COLUMBIA, MO (WCMH) — The University of Missouri acknowledges its researchers took part in a medical study that included wounding six beagle puppies before they were all euthanized.
The study was published in the medical journal Veterinary Ophthalmology on April 7.
It says six healthy, female beagle puppies (9-12 months) were wounded in their left corneas; three were then given an experimental drug and the other three received the control product without the acid.
The result of the study concluded the topical drug “did not accelerate corneal wound healing.” ‘Optimend Corneal Repair Drops’ is a product currently on the market for use only by veterinarians.
The Beagle Freedom Project learned of the tests several months ago.
“We identified 179 dogs and cats at Mizzou used by the med school, for research purposes,” said Daniel Kolde, attorney for Beagle Freedom Project.
Beagle Freedom Project’s mission is to adopt beagles from universities and institutions after they have been through medical testing. They requested public records from the animals under testing at Mizzou last year under the Sunshine Law but were met with a large bill.
“They wouldn’t give us any records until we gave them $82,222 and some change,” said Kolde.
Beagle Freedom Project then sued the university.

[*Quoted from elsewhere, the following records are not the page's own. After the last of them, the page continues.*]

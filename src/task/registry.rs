// src/task/registry.rs

//! Workflow `type` name -> task constructor.

use std::collections::BTreeMap;
use std::fmt;
use std::sync::Arc;

use super::shell::parse_filters;
use super::{ArithmeticTask, ConstTask, ShellArg, ShellCommand, ShellTask, Task};
use crate::config::model::TaskDescriptor;
use crate::errors::{DagflowError, Result};

/// Builds a task from its descriptor. Parameter errors are returned as
/// [`DagflowError::ConfigError`].
pub type TaskFactory = Arc<dyn Fn(&TaskDescriptor) -> Result<Arc<dyn Task>> + Send + Sync>;

#[derive(Clone, Default)]
pub struct TaskRegistry {
    factories: BTreeMap<String, TaskFactory>,
}

impl TaskRegistry {
    /// Empty registry.
    pub fn new() -> Self {
        Self::default()
    }

    /// Registry with `Const`, `Add`, `Mul` and `Shell`.
    pub fn with_builtins() -> Self {
        let mut registry = Self::new();
        registry.insert("Const", build_const);
        registry.insert("Add", build_add);
        registry.insert("Mul", build_mul);
        registry.insert("Shell", build_shell);
        registry
    }

    /// Register a factory. Fails if `kind` is already taken.
    pub fn register<F>(&mut self, kind: impl Into<String>, factory: F) -> Result<()>
    where
        F: Fn(&TaskDescriptor) -> Result<Arc<dyn Task>> + Send + Sync + 'static,
    {
        let kind = kind.into();
        if self.factories.contains_key(&kind) {
            return Err(DagflowError::ConfigError(format!(
                "task type '{kind}' is already registered"
            )));
        }
        self.insert(kind, factory);
        Ok(())
    }

    fn insert<F>(&mut self, kind: impl Into<String>, factory: F)
    where
        F: Fn(&TaskDescriptor) -> Result<Arc<dyn Task>> + Send + Sync + 'static,
    {
        self.factories.insert(kind.into(), Arc::new(factory));
    }

    pub fn contains(&self, kind: &str) -> bool {
        self.factories.contains_key(kind)
    }

    /// Registered type names, sorted.
    pub fn kinds(&self) -> impl Iterator<Item = &str> {
        self.factories.keys().map(String::as_str)
    }

    pub fn create(&self, desc: &TaskDescriptor) -> Result<Arc<dyn Task>> {
        let factory = self
            .factories
            .get(&desc.kind)
            .ok_or_else(|| DagflowError::UnsupportedTaskType {
                id: desc.id.clone(),
                kind: desc.kind.clone(),
            })?;
        factory(desc)
    }
}

impl fmt::Debug for TaskRegistry {
    fn fmt(&self, f: &mut fmt::Formatter<'_>) -> fmt::Result {
        f.debug_struct("TaskRegistry")
            .field("kinds", &self.factories.keys().collect::<Vec<_>>())
            .finish()
    }
}

fn build_const(desc: &TaskDescriptor) -> Result<Arc<dyn Task>> {
    let task = ConstTask::new(&desc.id, desc.req_str("key")?, desc.req_str("value")?);
    let meta = desc.meta(task.meta());
    Ok(Arc::new(task.with_meta(meta)))
}

fn build_add(desc: &TaskDescriptor) -> Result<Arc<dyn Task>> {
    let task = ArithmeticTask::add(
        &desc.id,
        desc.req_str("a")?,
        desc.req_str("b")?,
        desc.req_str("out")?,
    );
    let meta = desc.meta(task.meta());
    Ok(Arc::new(task.with_meta(meta)))
}

fn build_mul(desc: &TaskDescriptor) -> Result<Arc<dyn Task>> {
    let task = ArithmeticTask::mul(
        &desc.id,
        desc.req_str("a")?,
        desc.req_str("b")?,
        desc.req_str("out")?,
    );
    let meta = desc.meta(task.meta());
    Ok(Arc::new(task.with_meta(meta)))
}

/// `cmd = "..."`, or `script_path` plus optional `args`. Each arg is either a
/// string or `{ value = "...", filters = ["abspath", ...] }`.
fn build_shell(desc: &TaskDescriptor) -> Result<Arc<dyn Task>> {
    let command = match (desc.opt_str("cmd")?, desc.opt_str("script_path")?) {
        (Some(_), Some(_)) => {
            return Err(desc.param_error("cmd", "set either 'cmd' or 'script_path', not both"));
        }
        (Some(cmd), None) => ShellCommand::Inline(cmd),
        (None, Some(path)) => {
            let args = match desc.opt_array("args")? {
                Some(items) => items
                    .iter()
                    .map(|item| shell_arg(desc, item))
                    .collect::<Result<Vec<_>>>()?,
                None => Vec::new(),
            };
            ShellCommand::Script { path, args }
        }
        (None, None) => {
            return Err(desc.param_error("cmd", "one of 'cmd' or 'script_path' is required"));
        }
    };

    let mut task = ShellTask::new(&desc.id, command);
    if let Some(key) = desc.opt_str("out_key")? {
        let value = desc.opt_str("out_value")?.unwrap_or_default();
        let check_exists = desc.opt_bool("check_exists")?.unwrap_or(false);
        task = task.with_output(key, value, check_exists);
    }

    let meta = desc.meta(task.meta());
    Ok(Arc::new(task.with_meta(meta)))
}

fn shell_arg(desc: &TaskDescriptor, item: &toml::Value) -> Result<ShellArg> {
    match item {
        toml::Value::String(s) => Ok(ShellArg::Plain(s.clone())),
        toml::Value::Integer(i) => Ok(ShellArg::Plain(i.to_string())),
        toml::Value::Table(table) => {
            let value = match table.get("value") {
                Some(toml::Value::String(s)) => s.clone(),
                _ => return Err(desc.param_error("args", "table argument needs a string 'value'")),
            };
            let names: Vec<&str> = match table.get("filters") {
                None => Vec::new(),
                Some(toml::Value::Array(items)) => items
                    .iter()
                    .map(|v| {
                        v.as_str()
                            .ok_or_else(|| desc.param_error("args", "filter names must be strings"))
                    })
                    .collect::<Result<_>>()?,
                Some(_) => return Err(desc.param_error("args", "'filters' must be an array")),
            };
            let filters =
                parse_filters(names).map_err(|e| desc.param_error("args", &e.to_string()))?;
            if filters.is_empty() {
                Ok(ShellArg::Plain(value))
            } else {
                Ok(ShellArg::Filtered { value, filters })
            }
        }
        other => Err(desc.param_error(
            "args",
            &format!("expected a string or table, got {}", other.type_str()),
        )),
    }
}
// src/context.rs

//! Shared key/value state for one workflow run.

use std::collections::{BTreeMap, HashMap};
use std::fmt;
use std::sync::{Arc, Mutex, MutexGuard, PoisonError};

use crate::fs::{FileSystem, RealFileSystem};
use crate::services::{Clock, SystemClock, TaskLogger, TracingLogger};

/// Thread-safe string -> string store plus capability accessors.
///
/// Every read and write takes the same mutex, so a write is visible to any
/// task that starts after it. There is no multi-key transaction: two reads
/// may observe writes from concurrently running tasks in either order.
pub struct TaskContext {
    values: Mutex<HashMap<String, String>>,
    logger: Arc<dyn TaskLogger>,
    clock: Arc<dyn Clock>,
    fs: Arc<dyn FileSystem>,
}

impl TaskContext {
    pub fn new(
        logger: Arc<dyn TaskLogger>,
        clock: Arc<dyn Clock>,
        fs: Arc<dyn FileSystem>,
    ) -> Self {
        Self {
            values: Mutex::new(HashMap::new()),
            logger,
            clock,
            fs,
        }
    }

    /// Context backed by `tracing`, the system clock and the real filesystem.
    pub fn with_defaults() -> Self {
        Self::new(
            Arc::new(TracingLogger),
            Arc::new(SystemClock),
            Arc::new(RealFileSystem),
        )
    }

    /// Same defaults, but with a caller-provided filesystem.
    pub fn with_fs(fs: Arc<dyn FileSystem>) -> Self {
        Self::new(Arc::new(TracingLogger), Arc::new(SystemClock), fs)
    }

    fn lock(&self) -> MutexGuard<'_, HashMap<String, String>> {
        // A panicking task cannot leave the map half-written.
        self.values.lock().unwrap_or_else(PoisonError::into_inner)
    }

    /// Value for `key`, or `""` when it was never set.
    ///
    /// Absent and empty are indistinguishable here; use
    /// [`TaskContext::try_get`] when the difference matters.
    pub fn get(&self, key: &str) -> String {
        self.lock().get(key).cloned().unwrap_or_default()
    }

    pub fn try_get(&self, key: &str) -> Option<String> {
        self.lock().get(key).cloned()
    }

    pub fn contains(&self, key: &str) -> bool {
        self.lock().contains_key(key)
    }

    pub fn set(&self, key: impl Into<String>, value: impl Into<String>) {
        self.lock().insert(key.into(), value.into());
    }

    /// Seed many keys at once (used for initial workflow variables).
    pub fn extend<I, K, V>(&self, entries: I)
    where
        I: IntoIterator<Item = (K, V)>,
        K: Into<String>,
        V: Into<String>,
    {
        let mut values = self.lock();
        for (key, value) in entries {
            values.insert(key.into(), value.into());
        }
    }

    /// Sorted copy of the whole map.
    pub fn snapshot(&self) -> BTreeMap<String, String> {
        self.lock()
            .iter()
            .map(|(k, v)| (k.clone(), v.clone()))
            .collect()
    }

    /// Drop every key. Tasks are never reused across runs, but a context can
    /// be reset and handed to a fresh set of tasks.
    pub fn clear(&self) {
        self.lock().clear();
    }

    pub fn len(&self) -> usize {
        self.lock().len()
    }

    pub fn is_empty(&self) -> bool {
        self.lock().is_empty()
    }

    pub fn logger(&self) -> &dyn TaskLogger {
        self.logger.as_ref()
    }

    pub fn clock(&self) -> &dyn Clock {
        self.clock.as_ref()
    }

    pub fn fs(&self) -> &dyn FileSystem {
        self.fs.as_ref()
    }
}

impl Default for TaskContext {
    fn default() -> Self {
        Self::with_defaults()
    }
}

impl fmt::Debug for TaskContext {
    fn fmt(&self, f: &mut fmt::Formatter<'_>) -> fmt::Result {
        f.debug_struct("TaskContext")
            .field("values", &self.snapshot())
            .field("logger", &self.logger)
            .field("clock", &self.clock)
            .field("fs", &self.fs)
            .finish()
    }
}
// src/lib.rs

pub mod cli;
pub mod config;
pub mod context;
pub mod dag;
pub mod errors;
pub mod events;
pub mod fs;
pub mod logging;
pub mod pool;
pub mod services;
pub mod task;
pub mod types;
pub mod workflow;

use std::path::PathBuf;
use std::sync::Arc;

use anyhow::{Context, Result};
use tracing::{debug, info};

use crate::cli::CliArgs;
use crate::config::model::WorkflowFile;
use crate::config::{assemble, load_and_validate};
use crate::context::TaskContext;
use crate::dag::Executor;
use crate::events::{EventBus, EventKind};
use crate::pool::WorkerPool;
use crate::task::TaskRegistry;

pub use crate::errors::DagflowError;
pub use crate::types::{TaskId, TaskResult};

/// High-level entry point used by `main.rs`.
///
/// Loads and validates the workflow, builds every task, runs the DAG on a
/// fresh pool and prints the value of `final_key` (if any) to stdout.
/// Returns the aggregate success of the run.
pub fn run(args: CliArgs) -> Result<bool> {
    let path = PathBuf::from(&args.workflow);
    let workflow = load_and_validate(&path)
        .with_context(|| format!("loading workflow {}", path.display()))?;

    let registry = TaskRegistry::with_builtins();
    let spec = assemble(&workflow, &registry)?;

    if args.dry_run {
        print_dry_run(&workflow);
        return Ok(true);
    }

    let workers = args.workers.unwrap_or(workflow.pool().workers);
    let pool = Arc::new(WorkerPool::new(workers)?);

    let mut bus = EventBus::new();
    bus.subscribe(|event| match event.kind {
        EventKind::TaskStarted => debug!(task = %event.id, "{}", event.kind),
        EventKind::TaskFinished => info!(
            task = %event.id,
            success = event.success,
            message = %event.message,
            "{}",
            event.kind
        ),
    });

    let ctx = Arc::new(TaskContext::with_defaults());
    let executor = Executor::new(Arc::new(bus), Arc::clone(&pool));
    let report = executor.run_with_report(&spec, &ctx)?;

    if let Some(key) = &spec.final_key {
        println!("{}", ctx.get(key));
    }

    pool.shutdown();
    info!(
        completed = pool.completed_task_count(),
        success = report.success,
        "run complete"
    );

    Ok(report.success)
}

/// Simple dry-run output: tasks, their types, params and edges.
fn print_dry_run(workflow: &WorkflowFile) {
    println!("dagflow dry-run");
    if workflow.pool().workers > 0 {
        println!("  pool.workers = {}", workflow.pool().workers);
    }
    if let Some(key) = workflow.final_key() {
        println!("  final_key = {key}");
    }
    println!();

    if !workflow.vars().is_empty() {
        println!("vars ({}):", workflow.vars().len());
        for (key, value) in workflow.vars() {
            println!("  {key} = {value}");
        }
        println!();
    }

    println!("tasks ({}):", workflow.tasks().len());
    for task in workflow.tasks() {
        println!("  - {} ({})", task.id, task.kind);
        for (name, value) in &task.params {
            println!("      {name}: {value}");
        }
        let hints = task.hints();
        if !hints.is_default() {
            println!("      hints: {hints:?} (not enforced)");
        }
    }

    if !workflow.edges().is_empty() {
        println!();
        println!("edges ({}):", workflow.edges().len());
        for edge in workflow.edges() {
            println!("  {edge}");
        }
    }

    debug!("dry-run complete (no execution)");
}
// src/task/shell.rs

//! Task that runs an external command through the platform shell.

use std::path::Path;
use std::process::Command;
use std::str::FromStr;

use anyhow::{Context, Result, anyhow};
use tracing::debug;

use super::template::expand;
use super::{Task, TaskMeta};
use crate::context::TaskContext;
use crate::types::TaskResult;

/// Number of trailing stderr lines kept in a failure message.
const STDERR_TAIL_LINES: usize = 5;

/// Path transformation applied to a script argument, in declaration order.
#[derive(Debug, Clone, Copy, PartialEq, Eq)]
pub enum PathFilter {
    Abspath,
    Normpath,
    Dirname,
    Basename,
    /// Create the directory, pass the path through.
    EnsureDir,
    /// Create the parent directory, pass the path through.
    EnsureParent,
}

impl FromStr for PathFilter {
    type Err = String;

    fn from_str(s: &str) -> std::result::Result<Self, Self::Err> {
        match s.trim().to_lowercase().as_str() {
            "abspath" => Ok(PathFilter::Abspath),
            "normpath" => Ok(PathFilter::Normpath),
            "dirname" => Ok(PathFilter::Dirname),
            "basename" => Ok(PathFilter::Basename),
            "ensure_dir" => Ok(PathFilter::EnsureDir),
            "ensure_parent" => Ok(PathFilter::EnsureParent),
            other => Err(format!(
                "unknown filter: {other} (expected abspath, normpath, dirname, basename, ensure_dir or ensure_parent)"
            )),
        }
    }
}

impl PathFilter {
    fn apply(&self, ctx: &TaskContext, value: String) -> Result<String> {
        let fs = ctx.fs();
        let path = Path::new(&value);
        let out = match self {
            PathFilter::Abspath => fs.absolute(path)?.to_string_lossy().into_owned(),
            PathFilter::Normpath => fs.normalize(path).to_string_lossy().into_owned(),
            PathFilter::Dirname => fs.dirname(path).to_string_lossy().into_owned(),
            PathFilter::Basename => fs.basename(path),
            PathFilter::EnsureDir => {
                fs.ensure_dir(path)?;
                value
            }
            PathFilter::EnsureParent => {
                fs.ensure_parent_dir(path)?;
                value
            }
        };
        Ok(out)
    }
}

/// One argument passed to a script.
#[derive(Debug, Clone, PartialEq, Eq)]
pub enum ShellArg {
    Plain(String),
    Filtered {
        value: String,
        filters: Vec<PathFilter>,
    },
}

/// What to execute.
#[derive(Debug, Clone, PartialEq, Eq)]
pub enum ShellCommand {
    /// A command line handed to the shell as-is (after expansion).
    Inline(String),
    /// A script path plus arguments, each quoted for the shell.
    Script { path: String, args: Vec<ShellArg> },
}

/// Runs a command; on exit code 0 optionally records an output key.
///
/// `{name}` placeholders in the command, script arguments and `out_value`
/// are expanded from the context when the task runs.
#[derive(Debug, Clone)]
pub struct ShellTask {
    id: String,
    command: ShellCommand,
    out_key: Option<String>,
    out_value: Option<String>,
    check_exists: bool,
    meta: TaskMeta,
}

impl ShellTask {
    pub fn new(id: impl Into<String>, command: ShellCommand) -> Self {
        Self {
            id: id.into(),
            command,
            out_key: None,
            out_value: None,
            check_exists: false,
            meta: TaskMeta::default(),
        }
    }

    pub fn inline(id: impl Into<String>, cmd: impl Into<String>) -> Self {
        Self::new(id, ShellCommand::Inline(cmd.into()))
    }

    /// On success set `key = value`; with `check_exists`, `value` must name
    /// an existing path first.
    pub fn with_output(
        mut self,
        key: impl Into<String>,
        value: impl Into<String>,
        check_exists: bool,
    ) -> Self {
        let key = key.into();
        if !key.is_empty() {
            self.meta.outputs = vec![key.clone()];
        }
        self.out_key = Some(key);
        self.out_value = Some(value.into());
        self.check_exists = check_exists;
        self
    }

    pub fn with_meta(mut self, meta: TaskMeta) -> Self {
        self.meta = meta;
        self
    }

    fn expand(&self, ctx: &TaskContext, template: &str) -> String {
        let expanded = expand(template, |name| ctx.try_get(name));
        for name in &expanded.unresolved {
            ctx.logger().warn(&format!(
                "{}: no value for placeholder {{{}}}; left as-is",
                self.id, name
            ));
        }
        expanded.text
    }

    fn command_line(&self, ctx: &TaskContext) -> Result<String> {
        match &self.command {
            ShellCommand::Inline(cmd) => Ok(self.expand(ctx, cmd)),
            ShellCommand::Script { path, args } => {
                let mut parts = vec![shell_quote(&self.expand(ctx, path))];
                for arg in args {
                    let value = match arg {
                        ShellArg::Plain(value) => self.expand(ctx, value),
                        ShellArg::Filtered { value, filters } => {
                            let mut current = self.expand(ctx, value);
                            for filter in filters {
                                current = filter
                                    .apply(ctx, current)
                                    .with_context(|| format!("applying {filter:?} filter"))?;
                            }
                            current
                        }
                    };
                    parts.push(shell_quote(&value));
                }
                Ok(parts.join(" "))
            }
        }
    }

    fn execute(&self, ctx: &TaskContext, line: &str) -> Result<TaskResult> {
        let mut cmd = if cfg!(windows) {
            let mut c = Command::new("cmd");
            c.arg("/C").arg(line);
            c
        } else {
            let mut c = Command::new("sh");
            c.arg("-c").arg(line);
            c
        };

        let output = cmd
            .output()
            .with_context(|| format!("spawning process for task '{}'", self.id))?;

        for stdout_line in String::from_utf8_lossy(&output.stdout).lines() {
            debug!(task = %self.id, "stdout: {}", stdout_line);
        }

        if !output.status.success() {
            let code = output
                .status
                .code()
                .map(|c| c.to_string())
                .unwrap_or_else(|| "signal".to_string());
            let stderr = String::from_utf8_lossy(&output.stderr);
            let tail = stderr_tail(&stderr);
            let message = if tail.is_empty() {
                format!("command exited with code {code}")
            } else {
                format!("command exited with code {code}: {tail}")
            };
            return Ok(TaskResult::failure(message));
        }

        let Some(key) = self.out_key.as_deref().filter(|k| !k.is_empty()) else {
            return Ok(TaskResult::ok());
        };

        let value = self
            .out_value
            .as_deref()
            .map(|v| self.expand(ctx, v))
            .unwrap_or_default();

        if self.check_exists && !value.is_empty() && !ctx.fs().exists(Path::new(&value)) {
            return Ok(TaskResult::failure(format!(
                "expected output not found: {value}"
            )));
        }

        ctx.set(key, value);
        Ok(TaskResult::ok())
    }
}

impl Task for ShellTask {
    fn id(&self) -> &str {
        &self.id
    }

    fn kind(&self) -> &str {
        "Shell"
    }

    fn meta(&self) -> &TaskMeta {
        &self.meta
    }

    fn run(&self, ctx: &TaskContext) -> TaskResult {
        if self.is_cancelled() {
            return TaskResult::failure("cancelled before the command was started");
        }

        let line = match self.command_line(ctx) {
            Ok(line) => line,
            Err(err) => return TaskResult::failure(format!("{err:#}")),
        };

        ctx.logger().info(&format!("{}: running `{}`", self.id, line));
        let started = ctx.clock().now();

        let result = self
            .execute(ctx, &line)
            .unwrap_or_else(|err| TaskResult::failure(format!("{err:#}")));

        let elapsed = ctx.clock().now().saturating_duration_since(started);
        if result.success {
            ctx.logger()
                .info(&format!("{}: finished in {:?}", self.id, elapsed));
        } else {
            ctx.logger().error(&format!(
                "{}: failed after {:?}: {}",
                self.id, elapsed, result.message
            ));
        }
        result
    }
}

/// Quote a single argument for `sh` (or pass it through on Windows).
fn shell_quote(arg: &str) -> String {
    if cfg!(windows) {
        return format!("\"{}\"", arg.replace('"', "\\\""));
    }
    let safe = !arg.is_empty()
        && arg
            .chars()
            .all(|c| c.is_ascii_alphanumeric() || "-_./=:,+@%".contains(c));
    if safe {
        arg.to_string()
    } else {
        format!("'{}'", arg.replace('\'', r"'\''"))
    }
}

fn stderr_tail(stderr: &str) -> String {
    let lines: Vec<&str> = stderr.lines().filter(|l| !l.trim().is_empty()).collect();
    let start = lines.len().saturating_sub(STDERR_TAIL_LINES);
    lines[start..].join(" | ")
}

/// Parse a filter list, reporting the first unknown name.
pub fn parse_filters<I, S>(names: I) -> Result<Vec<PathFilter>>
where
    I: IntoIterator<Item = S>,
    S: AsRef<str>,
{
    names
        .into_iter()
        .map(|name| PathFilter::from_str(name.as_ref()).map_err(|e| anyhow!(e)))
        .collect()
}
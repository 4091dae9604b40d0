// tests/pool_throughput.rs

mod common;
use crate::common::init_tracing;

use std::sync::Arc;
use std::sync::atomic::{AtomicUsize, Ordering};
use std::thread;
use std::time::{Duration, Instant};

use dagflow::pool::WorkerPool;

#[test]
fn thousand_increments_on_four_workers_are_exact() {
    init_tracing();

    let pool = WorkerPool::new(4).unwrap();
    let counter = Arc::new(AtomicUsize::new(0));

    let handles: Vec<_> = (0..1000)
        .map(|_| {
            let counter = Arc::clone(&counter);
            pool.submit(move || {
                counter.fetch_add(1, Ordering::SeqCst);
            })
            .unwrap()
        })
        .collect();

    for handle in handles {
        handle.wait().unwrap();
    }

    assert_eq!(counter.load(Ordering::SeqCst), 1000);

    // Joining the workers makes the completed counter final.
    pool.shutdown();
    assert_eq!(pool.completed_task_count(), 1000);
    assert_eq!(pool.queue_size(), 0);
}

#[test]
fn submit_returns_the_job_value() {
    init_tracing();

    let pool = WorkerPool::new(2).unwrap();
    let handle = pool.submit(|| 6 * 7).unwrap();
    assert_eq!(handle.wait(), Ok(42));

    let text = pool.submit(|| "hello".to_string()).unwrap();
    assert_eq!(text.wait().unwrap(), "hello");
}

#[test]
fn concurrent_submitters_lose_nothing() {
    init_tracing();

    let pool = Arc::new(WorkerPool::new(4).unwrap());
    let counter = Arc::new(AtomicUsize::new(0));

    let submitters: Vec<_> = (0..4)
        .map(|_| {
            let pool = Arc::clone(&pool);
            let counter = Arc::clone(&counter);
            thread::spawn(move || {
                let handles: Vec<_> = (0..250)
                    .map(|_| {
                        let counter = Arc::clone(&counter);
                        pool.submit(move || counter.fetch_add(1, Ordering::SeqCst))
                            .unwrap()
                    })
                    .collect();
                for handle in handles {
                    handle.wait().unwrap();
                }
            })
        })
        .collect();

    for s in submitters {
        s.join().unwrap();
    }

    assert_eq!(counter.load(Ordering::SeqCst), 1000);
}

#[test]
fn idle_workers_pick_up_work_from_busy_queues() {
    init_tracing();

    // Every job waits until all four are running at once. With random
    // placement several jobs usually share a queue, so this only completes
    // if idle workers steal.
    let pool = WorkerPool::new(4).unwrap();
    let running = Arc::new(AtomicUsize::new(0));

    let handles: Vec<_> = (0..4)
        .map(|_| {
            let running = Arc::clone(&running);
            pool.submit(move || {
                running.fetch_add(1, Ordering::SeqCst);
                let deadline = Instant::now() + Duration::from_secs(5);
                while running.load(Ordering::SeqCst) < 4 {
                    if Instant::now() > deadline {
                        return false;
                    }
                    thread::sleep(Duration::from_millis(1));
                }
                true
            })
            .unwrap()
        })
        .collect();

    for handle in handles {
        assert_eq!(handle.wait(), Ok(true));
    }
}

#[test]
fn try_result_is_none_until_the_job_finishes() {
    init_tracing();

    let pool = WorkerPool::new(1).unwrap();
    let (release_tx, release_rx) = std::sync::mpsc::channel::<()>();

    let mut handle = pool
        .submit(move || {
            release_rx.recv().unwrap();
            5
        })
        .unwrap();

    assert!(handle.try_result().is_none());
    release_tx.send(()).unwrap();

    let deadline = Instant::now() + Duration::from_secs(5);
    let outcome = loop {
        if let Some(outcome) = handle.try_result() {
            break outcome;
        }
        assert!(Instant::now() < deadline, "job never finished");
        thread::sleep(Duration::from_millis(1));
    };
    assert_eq!(outcome, Ok(5));
}

#[test]
fn zero_workers_means_one_per_core() {
    init_tracing();

    let pool = WorkerPool::new(0).unwrap();
    let expected = thread::available_parallelism()
        .map(|n| n.get())
        .unwrap_or(dagflow::pool::FALLBACK_WORKERS);
    assert_eq!(pool.size(), expected);
    assert!(!pool.is_stopping());
}
pub mod builders;

use std::sync::Once;
use tracing_subscriber::{EnvFilter, fmt};

pub use builders::{Recorder, RecordingTask, WorkflowSpecBuilder};

static INIT: Once = Once::new();

/// Initialise tracing for tests.
///
/// - Uses `with_test_writer()`, so logs are captured per-test.
/// - The Rust test harness only prints captured output for **failing** tests
///   (unless you run with `-- --nocapture`).
///
/// Enable levels with e.g.:
/// `RUST_LOG=dagflow=debug cargo test`
pub fn init_tracing() {
    INIT.call_once(|| {
        let filter =
            EnvFilter::try_from_default_env().unwrap_or_else(|_| EnvFilter::new("info"));

        fmt()
            .with_env_filter(filter)
            .with_test_writer() // print only for failing tests unless --nocapture
            .with_target(true)
            .init();
    });
}

/// Run a future with a 5-second timeout.
#[allow(dead_code)]
pub async fn with_timeout<F, T>(f: F) -> T
where
    F: std::future::Future<Output = T>,
{
    tokio::time::timeout(std::time::Duration::from_secs(5), f)
        .await
        .expect("Test timed out after 5 seconds")
}
// src/errors.rs

//! Crate-wide error types.
//!
//! Three families, matching where a failure is detected:
//! - [`DagflowError`]: workflow/graph problems found before anything runs,
//!   plus I/O and parsing errors from the outer layers.
//! - [`PoolError`]: the worker pool refused the submission.
//! - [`JobError`]: a submitted job did not produce a value.
//!
//! Task failures are *not* errors: they travel as `TaskResult`s.

use thiserror::Error;

#[derive(Error, Debug)]
pub enum DagflowError {
    #[error("Configuration error: {0}")]
    ConfigError(String),

    #[error("IO error: {0}")]
    IoError(#[from] std::io::Error),

    #[error("TOML parsing error: {0}")]
    TomlError(#[from] toml::de::Error),

    #[error("Duplicate task id: {0}")]
    DuplicateTask(String),

    #[error("Edge {edge} references unknown task '{task}'")]
    UnknownTask { edge: String, task: String },

    #[error("Invalid edge: {0}")]
    InvalidEdge(String),

    #[error("Cycle detected in DAG: {0}")]
    DagCycle(String),

    #[error("Unsupported task type '{kind}' for task '{id}'")]
    UnsupportedTaskType { id: String, kind: String },

    #[error("Worker pool error: {0}")]
    Pool(#[from] PoolError),

    #[error(transparent)]
    Other(#[from] anyhow::Error),
}

/// Errors surfaced synchronously to whoever submits work to the pool.
#[derive(Error, Debug)]
pub enum PoolError {
    #[error("worker pool is stopping, cannot submit")]
    Stopping,

    #[error("failed to spawn worker thread: {0}")]
    Spawn(#[source] std::io::Error),
}

/// Why a job future resolved without a value.
#[derive(Error, Debug, Clone, PartialEq, Eq)]
pub enum JobError {
    #[error("job panicked: {0}")]
    Panicked(String),

    #[error("job was cancelled before it started")]
    Cancelled,

    #[error("job was dropped by the pool before it ran")]
    Abandoned,
}

pub use anyhow::Error;
pub type Result<T> = std::result::Result<T, DagflowError>;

The University of Missouri sent KSHB-TV this statement regarding the tests:
Without animal research, we would not be able to answer some of the most important medical questions.
Researchers at the University of Missouri are working to develop painless or non-invasive treatments for corneal injuries to the eyes of people and dogs, including search and rescue dogs and other service animals. Common injuries to the cornea can include force trauma, chronic defects and surgical procedures, and can lead to blindness. Since dogs share similar eye characteristics with people, they are ideal candidates for corneal studies, and veterinarians have provided vital information to physicians and veterinarians treating corneal injuries – which ultimately benefit other dogs, animals and humans, including many of our U.S. veterans who have sustained corneal injuries while defending our country.
All studies were performed in accordance with the Association for Research in Vision and Ophthalmology (ARVO) Statement for the Use of Animals in Ophthalmic and Vision Research (as seen here) and were approved by the MU Institutional Animal Care and Use Committee. The animals were treated humanely and every effort was made to ensure dogs were as comfortable as possible during the tests to study the effectiveness of the new drug treatment.
Animal research is only done when scientists believe there is no other way to study the problem, and our researchers respect their research animals greatly and provide the utmost care.
Research in vision and ophthalmology improves the quality of life for both animals and humans.
When asked if the dogs were euthanized following the study, the university did not respond. However, an email obtained from Mizzou’s Mary Jo Banken to Beagle Freedom Project says the animals were put down.
The email partially reads, “The dogs were humanely euthanized, corneas were removed and samples were stored for further research.”